Fortalecer a rede de proteção, capacitar profissionais e ampliar políticas públicas foram apontados como caminhos indispensáveis para prevenir e enfrentar a violência contra crianças e adolescentes no Paraná. O tema foi debatido em audiência pública realizada ontem (4), na Assembleia Legislativa do Estado, reunindo especialistas, autoridades e representantes da sociedade civil.
A deputada estadual Secretária Márcia (PSD), proponente da audiência e vice-presidente da Comissão de Saúde Pública, classificou a discussão como “um debate difícil, pesado, mas muito necessário”. Ela apresentou números alarmantes: apenas em 2024, o Hospital de Clínicas de Curitiba registrou 720 casos de maus-tratos contra crianças, sendo 420 de suspeita de abuso sexual. Entre as vítimas, duas tinham apenas quatro meses de vida. Houve ainda 135 internações, número superior ao de 2023, com crescimento de mais de 60% nas ocorrências de lesões físicas.
Dados do Sistema de Agravos de Notificação (Sinan) mostram que, em 2022, foram 17.960 casos de violência contra crianças e adolescentes de 0 a 17 anos no estado. Negligência e abandono lideraram as notificações (40%), seguidos por agressões físicas (27,6%), violência psicológica (20,5%) e sexual (18,5%). Segundo a Secretaria de Estado da Saúde (Sesa), 72% dos episódios ocorrem dentro do próprio lar.
Márcia também destacou o projeto de lei 577/2025, de sua autoria, que cria a Semana Estadual de Capacitação em Diagnóstico e Tratamento das Violências contra Crianças e Adolescentes. A iniciativa pretende preparar profissionais da saúde, educação e assistência social para identificar sinais de agressão e acionar medidas de proteção.
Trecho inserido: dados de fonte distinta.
//! HTTP REST API 클라이언트.
//!
//! `DashboardApi` 포트 구현. 요청당 한 번의 왕복만 수행하며
//! 재시도는 호출하는 세션이 결정한다.

use async_trait::async_trait;
use rtcompare_core::error::CoreError;
use rtcompare_core::models::metrics::{
    DashboardSnapshot, LongPollingStats, MetricsSnapshot, MetricsSummary,
};
use rtcompare_core::models::notification::Notification;
use rtcompare_core::ports::dashboard_api::DashboardApi;
use serde::de::DeserializeOwned;
use serde::Deserialize;
use std::time::Duration;
use tracing::debug;

const SHORT_POLLING_PATH: &str = "/api/short-polling/notifications";
const LONG_POLLING_PATH: &str = "/api/long-polling/notifications";
const LONG_POLLING_STATS_PATH: &str = "/api/long-polling/stats";
const REALTIME_PATH: &str = "/api/dashboard/realtime";
const DASHBOARD_DATA_PATH: &str = "/api/dashboard/data";
const RESET_PATH: &str = "/api/dashboard/reset";

/// `/api/dashboard/realtime` 응답
#[derive(Debug, Deserialize)]
struct RealtimeResponse {
    #[serde(default)]
    metrics: Option<MetricsSummary>,
}

/// `/api/dashboard/data` 응답
#[derive(Debug, Deserialize)]
#[serde(rename_all = "camelCase")]
struct DashboardDataResponse {
    #[serde(default)]
    metrics: Option<MetricsSummary>,
    #[serde(default)]
    latest_notifications: Vec<Notification>,
}

/// REST API 클라이언트: `DashboardApi` 포트 구현
pub struct HttpDashboardApi {
    client: reqwest::Client,
    base_url: String,
}

impl HttpDashboardApi {
    /// 새 HTTP API 클라이언트 생성
    ///
    /// `timeout`은 롱 폴링의 서버 측 대기 시간보다 길게 잡아야 한다.
    pub fn new(base_url: &str, timeout: Duration) -> Result<Self, CoreError> {
        let client = reqwest::Client::builder()
            .timeout(timeout)
            .build()
            .map_err(|e| CoreError::Transport(format!("HTTP 클라이언트 빌드 실패: {e}")))?;

        Ok(Self {
            client,
            base_url: base_url.trim_end_matches('/').to_string(),
        })
    }

    /// 기본 URL
    pub fn base_url(&self) -> &str {
        &self.base_url
    }

    fn url(&self, path: &str) -> String {
        format!("{}{}", self.base_url, path)
    }

    /// 응답 상태 코드 확인 및 에러 매핑
    async fn check_response(
        &self,
        resp: reqwest::Response,
    ) -> Result<reqwest::Response, CoreError> {
        let status = resp.status();

        if status.is_success() {
            return Ok(resp);
        }

        let path = resp.url().path().to_string();
        let text = resp.text().await.unwrap_or_else(|e| {
            tracing::warn!("응답 본문 읽기 실패: {e}");
            String::new()
        });

        match status.as_u16() {
            404 => Err(CoreError::NotFound {
                resource_type: "API".to_string(),
                id: path,
            }),
            503 => Err(CoreError::ServiceUnavailable(text)),
            _ => Err(CoreError::Transport(format!("API 에러 ({status}): {text}"))),
        }
    }

    /// GET 요청 후 JSON 디코딩
    async fn get_json<T: DeserializeOwned>(&self, url: &str, what: &str) -> Result<T, CoreError> {
        let resp = self
            .client
            .get(url)
            .send()
            .await
            .map_err(|e| CoreError::Transport(format!("{what} 요청 실패: {e}")))?;

        let resp = self.check_response(resp).await?;
        resp.json::<T>()
            .await
            .map_err(|e| CoreError::Protocol(format!("{what} 응답 파싱 실패: {e}")))
    }
}

#[async_trait]
impl DashboardApi for HttpDashboardApi {
    async fn fetch_short_polling(&self) -> Result<Vec<Notification>, CoreError> {
        let notifications: Vec<Notification> = self
            .get_json(&self.url(SHORT_POLLING_PATH), "숏 폴링")
            .await?;
        debug!("숏 폴링 응답: {}건", notifications.len());
        Ok(notifications)
    }

    async fn fetch_long_polling(&self, client_id: &str) -> Result<Vec<Notification>, CoreError> {
        let url = format!("{}?clientId={}", self.url(LONG_POLLING_PATH), client_id);
        let notifications: Vec<Notification> = self.get_json(&url, "롱 폴링").await?;
        debug!("롱 폴링 응답: client_id={client_id}, {}건", notifications.len());
        Ok(notifications)
    }

    async fn fetch_metrics(&self) -> Result<MetricsSnapshot, CoreError> {
        let resp: RealtimeResponse = self.get_json(&self.url(REALTIME_PATH), "메트릭").await?;
        Ok(resp.metrics.map(MetricsSnapshot::from).unwrap_or_default())
    }

    async fn fetch_long_polling_stats(&self) -> Result<LongPollingStats, CoreError> {
        self.get_json(&self.url(LONG_POLLING_STATS_PATH), "롱 폴링 통계")
            .await
    }

    async fn fetch_initial_snapshot(&self) -> Result<DashboardSnapshot, CoreError> {
        let resp: DashboardDataResponse = self
            .get_json(&self.url(DASHBOARD_DATA_PATH), "초기 스냅샷")
            .await?;
        Ok(DashboardSnapshot {
            metrics: resp.metrics.map(MetricsSnapshot::from).unwrap_or_default(),
            latest_notifications: resp.latest_notifications,
        })
    }

    async fn reset(&self) -> Result<(), CoreError> {
        debug!("백엔드 리셋 요청");
        let resp = self
            .client
            .post(self.url(RESET_PATH))
            .send()
            .await
            .map_err(|e| CoreError::Transport(format!("리셋 요청 실패: {e}")))?;

        self.check_response(resp).await?;
        Ok(())
    }
}
//! 포트 인터페이스 (trait).
//!
//! Hexagonal Architecture의 포트 레이어.
//! `rtcompare-network`가 이 trait들을 구현하며,
//! `rtcompare-app`에서 `Arc<dyn T>`로 와이어링한다.
//!
//! 모든 async trait은 `async_trait` 매크로를 사용하여
//! object safety를 보장한다.

pub mod dashboard_api;
pub mod push_transport;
A promotora de Justiça Tarcila Santos Teixeira reforçou que 95% das violências ocorrem em ambiente familiar, muitas vezes associadas a crimes sexuais. Para ela, a prevenção deve incluir informação direta às crianças, permitindo que saibam identificar situações de risco e busquem ajuda.
A pediatra Luci Yara Pfeiffer, da Sociedade Paranaense de Pediatria e coordenadora do Dedica-PR, ressaltou que os impactos da violência na infância comprometem toda a vida da vítima. “Quando se destrói a infância, se destrói uma sociedade”, afirmou. Ela defendeu que o enfrentamento seja tratado como prioridade de Estado.
Casos extremos também foram relatados. A vereadora Tania Guerreiro, que atua há 35 anos no combate à pedofilia, mencionou vítimas muito jovens, incluindo um bebê de apenas oito dias, morto após abusos cometidos pelos próprios pais. “O silêncio só protege o agressor, que rouba a inocência e a infância da criança”, disse.
Representantes da saúde reforçaram o papel estratégico da notificação e do ambiente escolar. Elaine Vieira, da Sesa, lembrou que os primeiros sinais costumam ser percebidos em consultas médicas. Jane Sescatto, da Secretaria Municipal de Saúde de Curitiba, destacou o Programa Saúde na Escola como aliado essencial na prevenção.
Outros especialistas defenderam medidas como capacitação permanente de professores e agentes de saúde, acompanhamento contínuo dos casos e até a criação de uma Patrulha da Família, proposta pela delegada Luciana Alves, nos moldes da Patrulha Maria da Penha.
A audiência foi encerrada com o relato de boas práticas, como o Programa Proteger, desenvolvido em Paranaguá e apresentado por Domingos Murta, presidente da Associação dos Amigos do HC. A iniciativa capacita profissionais para detectar sinais de violência e oferecer respostas rápidas às vítimas.
O consenso entre os participantes é de que a violência contra crianças e adolescentes deve ser enfrentada de forma estruturada, contínua e integrada. Mais do que números, cada caso representa uma vida marcada e um futuro comprometido. A sociedade, o poder público e as instituições têm a responsabilidade de agir para romper o ciclo de violência e garantir um desenvolvimento saudável às novas gerações.